═══ EXTRACTED INFORMATION ═══

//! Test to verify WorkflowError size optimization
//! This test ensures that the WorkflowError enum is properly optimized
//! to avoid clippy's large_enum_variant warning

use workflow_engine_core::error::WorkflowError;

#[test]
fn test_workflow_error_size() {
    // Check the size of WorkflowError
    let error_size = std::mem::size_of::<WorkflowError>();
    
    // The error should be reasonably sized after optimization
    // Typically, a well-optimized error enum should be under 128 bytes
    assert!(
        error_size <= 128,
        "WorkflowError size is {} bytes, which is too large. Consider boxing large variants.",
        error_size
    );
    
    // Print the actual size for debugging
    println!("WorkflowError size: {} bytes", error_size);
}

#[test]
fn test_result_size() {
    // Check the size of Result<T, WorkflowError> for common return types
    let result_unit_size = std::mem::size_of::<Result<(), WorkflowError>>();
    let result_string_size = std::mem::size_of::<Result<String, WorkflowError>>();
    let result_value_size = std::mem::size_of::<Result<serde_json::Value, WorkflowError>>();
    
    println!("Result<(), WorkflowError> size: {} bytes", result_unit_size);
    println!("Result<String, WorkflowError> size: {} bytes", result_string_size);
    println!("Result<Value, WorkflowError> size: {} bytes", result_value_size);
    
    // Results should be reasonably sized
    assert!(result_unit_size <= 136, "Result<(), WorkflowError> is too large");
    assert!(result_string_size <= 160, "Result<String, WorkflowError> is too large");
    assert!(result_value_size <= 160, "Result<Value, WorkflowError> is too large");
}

═══

- _TASK GOAL_: What is needed is an exact copy of every entry.

- _REPLY_:
//! Test to verify WorkflowError size optimization
//! This test ensures that the WorkflowError enum is properly optimized
//! to avoid clippy's large_enum_variant warning

use workflow_engine_core::error::WorkflowError;

#[test]
fn test_workflow_error_size() {
    // Check the size of WorkflowError
    let error_size = std::mem::size_of::<WorkflowError>();
    
    // The error should be reasonably sized after optimization
    // Typically, a well-optimized error enum should be under 128 bytes
    assert!(
        error_size <= 128,
        "WorkflowError size is {} bytes, which is too large. Consider boxing large variants.",
        error_size
    );
    
    // Print the actual size for debugging
    println!("WorkflowError size: {} bytes", error_size);
}

#[test]
fn test_result_size() {
    // Check the size of Result<T, WorkflowError> for common return types
    let result_unit_size = std::mem::size_of::<Result<(), WorkflowError>>();
    let result_string_size = std::mem::size_of::<Result<String, WorkflowError>>();
    let result_value_size = std::mem::size_of::<Result<serde_json::Value, WorkflowError>>();
    
    println!("Result<(), WorkflowError> size: {} bytes", result_unit_size);
    println!("Result<String, WorkflowError> size: {} bytes", result_string_size);
    println!("Result<Value, WorkflowError> size: {} bytes", result_value_size);
    
    // Results should be reasonably sized
    assert!(result_unit_size <= 136, "Result<(), WorkflowError> is too large");
    assert!(result_string_size <= 160, "Result<String, WorkflowError> is too large");
    assert!(result_value_size <= 160, "Result<Value, WorkflowError> is too large");
}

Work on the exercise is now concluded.